Listen to the Silence

Psalm 28
One of the evening psalms for today offers what I might call an auditory conundrum. “To you, O Lord, I call; my rock, do not refuse to hear me, for if you are silent to me, I shall be like those who go down to the Pit” (Psalm 28:1). What exactly does the silence of God sound like? Is it like the sound of one hand clapping, or a tree falling in the forest when there is no one there? Is it like the quiet of a library, or the hush of a school building when the day is over and the children have gone home? The homecoming parades I marched in during high school used to pass by a hospital at which point the instruments quit playing and the drums simply marked a soft tap, tap, tap so we could keep cadence. Surely the silence of God is not like that.

The psalmist knew, or at least thought he knew, what the silence of God would be like. It was the experience of separation, of descending to a place where the love of God was only a memory. It meant being cast off, as the wicked are sent away and left to their own fate. How deeply the psalmist felt the need for what one writer calls, “a living mutual relationship with God.” And so the psalmist prayed, with arms outstretched toward the temple, and beseeched God to listen and to respond and to not be silent.

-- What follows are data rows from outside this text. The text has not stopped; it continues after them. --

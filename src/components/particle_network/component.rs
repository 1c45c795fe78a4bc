//! Leptos component wrapping the particle network canvas.
//!
//! The component creates an HTML canvas sized to its parent and wires pointer
//! enter/move/leave handlers to the hover flag and attraction target. An
//! animation loop runs via `requestAnimationFrame`, advancing the simulation
//! and drawing each frame until the component is unmounted.

use std::cell::{Cell, RefCell};
use std::rc::Rc;
use std::sync::Arc;
use std::sync::atomic::{AtomicBool, Ordering};

use leptos::prelude::*;
use log::{debug, error, info};
use rand::SeedableRng;
use rand::rngs::SmallRng;
use wasm_bindgen::prelude::*;
use web_sys::{CanvasRenderingContext2d, HtmlCanvasElement, PointerEvent, Window};

use super::config::NetworkConfig;
use super::integrator::REFERENCE_FRAME;
use super::render;
use super::state::NetworkState;
use super::theme::{Theme, ThemeMode};

/// Longest frame the simulation will take in one step, e.g. after a background tab resumes.
const MAX_FRAME_SECONDS: f64 = 0.1;

/// Fallback size when the canvas has no laid-out parent.
const FALLBACK_SIZE: (f64, f64) = (800.0, 600.0);

/// Bundles the simulation with its drawing surface and visual configuration.
struct NetworkContext {
	state: NetworkState,
	ctx: CanvasRenderingContext2d,
	theme: Theme,
	pixel_ratio: f64,
}

type FrameCallback = Rc<RefCell<Option<Closure<dyn FnMut(f64)>>>>;
type ResizeCallback = Rc<RefCell<Option<Closure<dyn FnMut()>>>>;

/// CSS size of the canvas's parent element.
fn parent_size(canvas: &HtmlCanvasElement) -> (f64, f64) {
	canvas
		.parent_element()
		.map(|p| (p.client_width() as f64, p.client_height() as f64))
		.filter(|&(w, h)| w > 0.0 && h > 0.0)
		.unwrap_or(FALLBACK_SIZE)
}

/// Device pixel ratio clamped to `1.0..=max`.
fn pixel_ratio(window: &Window, max: f64) -> f64 {
	window.device_pixel_ratio().clamp(1.0, max)
}

/// Size the canvas backing store for `width × height` CSS pixels.
fn size_canvas(canvas: &HtmlCanvasElement, width: f64, height: f64, ratio: f64) {
	canvas.set_width((width * ratio).round() as u32);
	canvas.set_height((height * ratio).round() as u32);
}

/// Drop the frame callback and the widget state after unmount.
///
/// The callback captures its own slot, so it must be taken out explicitly for
/// either to be freed.
fn release<F, C>(frame: &RefCell<Option<F>>, context: &RefCell<Option<C>>) {
	frame.borrow_mut().take();
	context.borrow_mut().take();
}

/// Build the widget state for a freshly mounted canvas.
fn mount(
	canvas: &HtmlCanvasElement,
	window: &Window,
	config: NetworkConfig,
	mode: ThemeMode,
) -> Result<NetworkContext, JsValue> {
	let ctx: CanvasRenderingContext2d = canvas
		.get_context("2d")?
		.ok_or_else(|| JsValue::from_str("2d canvas context unavailable"))?
		.dyn_into()?;

	let (w, h) = parent_size(canvas);
	let ratio = pixel_ratio(window, config.camera.max_pixel_ratio);
	size_canvas(canvas, w, h, ratio);

	let theme = Theme::for_mode(mode).with_glow(config.point_glow);
	let seed = (js_sys::Math::random() * u64::MAX as f64) as u64;
	let mut rng = SmallRng::seed_from_u64(seed);
	let mut state = NetworkState::new(config, &theme.palette, w, h, &mut rng);
	state.allocate_buffers();

	info!(
		"particle-network: mounted {} particles on {}x{} canvas (ratio {})",
		state.particles.len(),
		w,
		h,
		ratio
	);

	Ok(NetworkContext {
		state,
		ctx,
		theme,
		pixel_ratio: ratio,
	})
}

/// Renders the decorative particle network on a canvas element.
///
/// The canvas fills its parent, so give the parent an explicit height. Pass
/// the page theme via the reactive `theme` signal; switching it re-tints the
/// existing particles in place.
#[component]
pub fn ParticleNetworkCanvas(
	#[prop(into)] theme: Signal<ThemeMode>,
	#[prop(default = NetworkConfig::default())] config: NetworkConfig,
) -> impl IntoView {
	let canvas_ref = NodeRef::<leptos::html::Canvas>::new();
	let context: Rc<RefCell<Option<NetworkContext>>> = Rc::new(RefCell::new(None));
	let animate: FrameCallback = Rc::new(RefCell::new(None));
	let resize_cb: ResizeCallback = Rc::new(RefCell::new(None));
	let alive = Arc::new(AtomicBool::new(true));
	let (context_init, animate_init, resize_cb_init, alive_init) = (
		context.clone(),
		animate.clone(),
		resize_cb.clone(),
		alive.clone(),
	);

	Effect::new(move |_| {
		let Some(canvas) = canvas_ref.get() else {
			return;
		};
		if context_init.borrow().is_some() {
			return;
		}
		let canvas: HtmlCanvasElement = canvas.into();
		let Some(window) = web_sys::window() else {
			return;
		};

		match mount(&canvas, &window, config.clone(), theme.get_untracked()) {
			Ok(c) => *context_init.borrow_mut() = Some(c),
			Err(e) => {
				error!("particle-network: failed to mount: {:?}", e);
				return;
			}
		}

		let (context_resize, canvas_resize) = (context_init.clone(), canvas.clone());
		*resize_cb_init.borrow_mut() = Some(Closure::new(move || {
			let Some(win) = web_sys::window() else {
				return;
			};
			let (nw, nh) = parent_size(&canvas_resize);
			if let Some(ref mut c) = *context_resize.borrow_mut() {
				c.pixel_ratio = pixel_ratio(&win, c.state.config.camera.max_pixel_ratio);
				size_canvas(&canvas_resize, nw, nh, c.pixel_ratio);
				c.state.resize(nw, nh);
			}
		}));
		if let Some(ref cb) = *resize_cb_init.borrow() {
			let _ = window.add_event_listener_with_callback("resize", cb.as_ref().unchecked_ref());
		}

		let (context_anim, animate_inner, resize_anim, alive_anim) = (
			context_init.clone(),
			animate_init.clone(),
			resize_cb_init.clone(),
			alive_init.clone(),
		);
		let last_frame = Cell::new(None::<f64>);
		*animate_init.borrow_mut() = Some(Closure::new(move |now: f64| {
			let Some(win) = web_sys::window() else {
				return;
			};

			if !alive_anim.load(Ordering::Relaxed) {
				if let Some(cb) = resize_anim.borrow_mut().take() {
					let _ = win
						.remove_event_listener_with_callback("resize", cb.as_ref().unchecked_ref());
				}
				release(&animate_inner, &context_anim);
				debug!("particle-network: animation stopped");
				return;
			}

			let seconds = match last_frame.replace(Some(now)) {
				Some(prev) => ((now - prev) / 1000.0).clamp(0.0, MAX_FRAME_SECONDS),
				None => REFERENCE_FRAME as f64,
			};

			if let Some(ref mut c) = *context_anim.borrow_mut() {
				c.state.tick(seconds as f32);
				render::render(&mut c.state, &c.ctx, &c.theme, c.pixel_ratio);
			}

			if let Some(ref cb) = *animate_inner.borrow() {
				let _ = win.request_animation_frame(cb.as_ref().unchecked_ref());
			}
		}));
		if let Some(ref cb) = *animate_init.borrow() {
			let _ = window.request_animation_frame(cb.as_ref().unchecked_ref());
		}
	});

	let context_theme = context.clone();
	Effect::new(move |_| {
		let mode = theme.get();
		if let Some(ref mut c) = *context_theme.borrow_mut() {
			if c.theme.mode != mode {
				c.theme = Theme::for_mode(mode).with_glow(c.state.config.point_glow);
				c.state.recolor(&c.theme.palette);
				debug!("particle-network: switched to {} theme", c.theme.name);
			}
		}
	});

	on_cleanup(move || alive.store(false, Ordering::Relaxed));

	let context_pe = context.clone();
	let on_pointerenter = move |_: PointerEvent| {
		if let Some(ref mut c) = *context_pe.borrow_mut() {
			c.state.pointer_enter();
		}
	};

	let context_pm = context.clone();
	let on_pointermove = move |ev: PointerEvent| {
		let Some(canvas) = canvas_ref.get() else {
			return;
		};
		let canvas: HtmlCanvasElement = canvas.into();
		let rect = canvas.get_bounding_client_rect();
		let (x, y) = (
			ev.client_x() as f64 - rect.left(),
			ev.client_y() as f64 - rect.top(),
		);

		if let Some(ref mut c) = *context_pm.borrow_mut() {
			// A pointer already inside the canvas at mount never fires `pointerenter`.
			c.state.pointer_enter();
			c.state.pointer_move(x, y);
		}
	};

	let context_pl = context.clone();
	let on_pointerleave = move |_: PointerEvent| {
		if let Some(ref mut c) = *context_pl.borrow_mut() {
			c.state.pointer_leave();
		}
	};

	view! {
		<canvas
			node_ref=canvas_ref
			class="particle-network-canvas"
			on:pointerenter=on_pointerenter
			on:pointermove=on_pointermove
			on:pointerleave=on_pointerleave
			style="display: block; width: 100%; height: 100%; background: transparent;"
		/>
	}
}
//! API Handlers
//!
//! HTTP request handlers for each service endpoint.

use std::sync::Arc;
use tokio::sync::RwLock;

use axum::{
    extract::{Path, State},
    Json,
};
use tracing::info;

use crate::cache::ExpiringCache;
use crate::codec::{bytecode_size_in_kb, hex_to_string, transform_code, try_hex_to_string};
use crate::config::Config;
use crate::error::{Result, UtilError};
use crate::models::{
    BytecodeSizeRequest, BytecodeSizeResponse, CacheReadResponse, CacheWriteRequest,
    CacheWriteResponse, HealthResponse, HexDecodeRequest, HexDecodeResponse,
    SortTransactionsRequest, SortTransactionsResponse, SourceDecodeRequest, SourceDecodeResponse,
};
use crate::storage::{DynStore, FileStore, MemoryStore};
use crate::transaction::sort_transactions;

/// Expiring cache shared across handlers.
pub type SharedCache = Arc<RwLock<ExpiringCache<DynStore>>>;

/// Application state shared across all handlers.
#[derive(Clone)]
pub struct AppState {
    /// Thread-safe expiring cache
    pub cache: SharedCache,
    /// TTL applied when a write does not give one
    pub default_ttl_ms: u64,
}

impl AppState {
    /// Creates a new AppState over the given store.
    pub fn new(store: DynStore, default_ttl_ms: u64) -> Self {
        Self {
            cache: Arc::new(RwLock::new(ExpiringCache::new(store))),
            default_ttl_ms,
        }
    }

    /// Creates a new AppState from configuration.
    ///
    /// Opens a [`FileStore`] when `store_path` is set, otherwise a quota-bound
    /// [`MemoryStore`].
    pub fn from_config(config: &Config) -> Result<Self> {
        let store: DynStore = match &config.store_path {
            Some(path) => {
                info!("Using file store at {}", path.display());
                Box::new(FileStore::open(path.clone())?)
            }
            None => {
                info!(
                    "Using in-memory store with {} byte quota",
                    config.store_quota_bytes
                );
                Box::new(MemoryStore::with_quota(config.store_quota_bytes))
            }
        };
        Ok(Self::new(store, config.default_ttl_ms))
    }
}

/// Handler for POST /hex/decode
///
/// Permissive unless `strict` is set, in which case malformed input is a 400.
pub async fn hex_decode_handler(Json(req): Json<HexDecodeRequest>) -> Result<Json<HexDecodeResponse>> {
    let text = if req.strict {
        try_hex_to_string(&req.hex)?
    } else {
        hex_to_string(&req.hex)
    };

    Ok(Json(HexDecodeResponse { text }))
}

/// Handler for POST /source/decode
pub async fn source_decode_handler(
    Json(req): Json<SourceDecodeRequest>,
) -> Result<Json<SourceDecodeResponse>> {
    let code = transform_code(&req.source)?;

    Ok(Json(SourceDecodeResponse {
        code,
        size_kb: bytecode_size_in_kb(&req.source),
    }))
}

/// Handler for POST /bytecode/size
pub async fn bytecode_size_handler(Json(req): Json<BytecodeSizeRequest>) -> Json<BytecodeSizeResponse> {
    Json(BytecodeSizeResponse {
        size_kb: bytecode_size_in_kb(&req.bytecode),
    })
}

/// Handler for POST /transactions/sort
pub async fn sort_transactions_handler(
    Json(req): Json<SortTransactionsRequest>,
) -> Json<SortTransactionsResponse> {
    let mut transactions = req.transactions;
    sort_transactions(&mut transactions);

    Json(SortTransactionsResponse { transactions })
}

/// Handler for PUT /cache
///
/// Stores a value with the given TTL, or the configured default.
pub async fn cache_write_handler(
    State(state): State<AppState>,
    Json(req): Json<CacheWriteRequest>,
) -> Result<Json<CacheWriteResponse>> {
    // Validate request
    if let Some(error_msg) = req.validate() {
        return Err(UtilError::InvalidRequest(error_msg));
    }

    let ttl_ms = req.ttl_ms.unwrap_or(state.default_ttl_ms);

    let mut cache = state.cache.write().await;
    let entry = cache.write(&req.key, req.value, ttl_ms)?;

    Ok(Json(CacheWriteResponse::new(req.key, entry.expiry)))
}

/// Handler for GET /cache/:key
///
/// Returns 404 for absent and expired keys alike.
pub async fn cache_read_handler(
    State(state): State<AppState>,
    Path(key): Path<String>,
) -> Result<Json<CacheReadResponse>> {
    // Write lock: an expired read removes the entry
    let mut cache = state.cache.write().await;

    match cache.read(&key)? {
        Some(value) => Ok(Json(CacheReadResponse::new(key, value))),
        None => Err(UtilError::NotFound(key)),
    }
}

/// Handler for GET /health
pub async fn health_handler() -> Json<HealthResponse> {
    Json(HealthResponse::healthy())
}

#[cfg(test)]
mod tests {
    use super::*;
    use serde_json::json;

    fn test_state() -> AppState {
        AppState::new(Box::new(MemoryStore::new()), 60_000)
    }

    #[tokio::test]
    async fn test_cache_write_and_read_handler() {
        let state = test_state();

        let req = CacheWriteRequest {
            key: "test_key".to_string(),
            value: "test_value".to_string(),
            ttl_ms: None,
        };
        let result = cache_write_handler(State(state.clone()), Json(req)).await;
        assert!(result.is_ok());

        let result = cache_read_handler(State(state), Path("test_key".to_string())).await;
        let response = result.unwrap();
        assert_eq!(response.value, "test_value");
    }

    #[tokio::test]
    async fn test_cache_read_missing_key() {
        let result = cache_read_handler(State(test_state()), Path("nonexistent".to_string())).await;
        assert!(matches!(result, Err(UtilError::NotFound(_))));
    }

    #[tokio::test]
    async fn test_cache_write_invalid_request() {
        let req = CacheWriteRequest {
            key: "".to_string(),
            value: "value".to_string(),
            ttl_ms: None,
        };
        let result = cache_write_handler(State(test_state()), Json(req)).await;
        assert!(matches!(result, Err(UtilError::InvalidRequest(_))));
    }

    #[tokio::test]
    async fn test_cache_write_uses_default_ttl() {
        let state = test_state();
        let req = CacheWriteRequest {
            key: "k".to_string(),
            value: "v".to_string(),
            ttl_ms: None,
        };

        let before = chrono::Utc::now().timestamp_millis();
        let response = cache_write_handler(State(state), Json(req)).await.unwrap();

        assert!(response.expiry >= before + 60_000);
    }

    #[tokio::test]
    async fn test_hex_decode_handler_modes() {
        let req = HexDecodeRequest {
            hex: "0x68690a".to_string(),
            strict: false,
        };
        assert_eq!(hex_decode_handler(Json(req)).await.unwrap().text, "hi\n");

        let req = HexDecodeRequest {
            hex: "zz".to_string(),
            strict: true,
        };
        assert!(matches!(
            hex_decode_handler(Json(req)).await,
            Err(UtilError::InvalidEncoding(_))
        ));
    }

    #[tokio::test]
    async fn test_sort_transactions_handler() {
        let req = SortTransactionsRequest {
            transactions: vec![json!({"version": "1"}), json!({}), json!({"version": "3"})],
        };

        let response = sort_transactions_handler(Json(req)).await;
        assert_eq!(
            response.transactions,
            vec![json!({}), json!({"version": "3"}), json!({"version": "1"})]
        );
    }

    #[tokio::test]
    async fn test_bytecode_size_handler() {
        let req = BytecodeSizeRequest {
            bytecode: "a".repeat(2048),
        };
        assert_eq!(bytecode_size_handler(Json(req)).await.size_kb, 2.0);
    }

    #[tokio::test]
    async fn test_health_handler() {
        let response = health_handler().await;
        assert_eq!(response.status, "healthy");
    }

    #[test]
    fn test_from_config_file_store() {
        let dir = tempfile::TempDir::new().unwrap();
        let config = Config {
            store_path: Some(dir.path().join("cache.json")),
            ..Config::default()
        };

        let state = AppState::from_config(&config).unwrap();
        assert_eq!(state.default_ttl_ms, config.default_ttl_ms);
    }
}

Silence can be a good thing, of course. When young children have been a little wound up the soft sounds of their sleeping comes as a blessing. But silence can also be a draining experience, can leave us feeling lost or lonely, can remind us of our need for others. And with arms outstretched we lift our prayers to a God who does indeed listen, and who indeed responds, and who is capable of breaking the silence of our very souls with the knowledge of the divine presence. “Blessed is the Lord, for he has heard the sound of my pleadings. The Lord is my strength and my shield…” (vs. 6-7a).

What does the silence of God sound like? At the end of the day we have to answer that question for ourselves. But whatever the answer may be, it cannot mask the fact that God cares for God’s people like a shepherd for a flock, that God hears our pleadings, hears our prayers, and in ways that we cannot fully understand responds to us. God’s silence then is only an illusion, for the sound of God is really the sound of our being.

Prayer: Lord, hear us when we call to you, and bless us with the knowledge of your presence, for it is in Jesus’ name that we pray. Amen.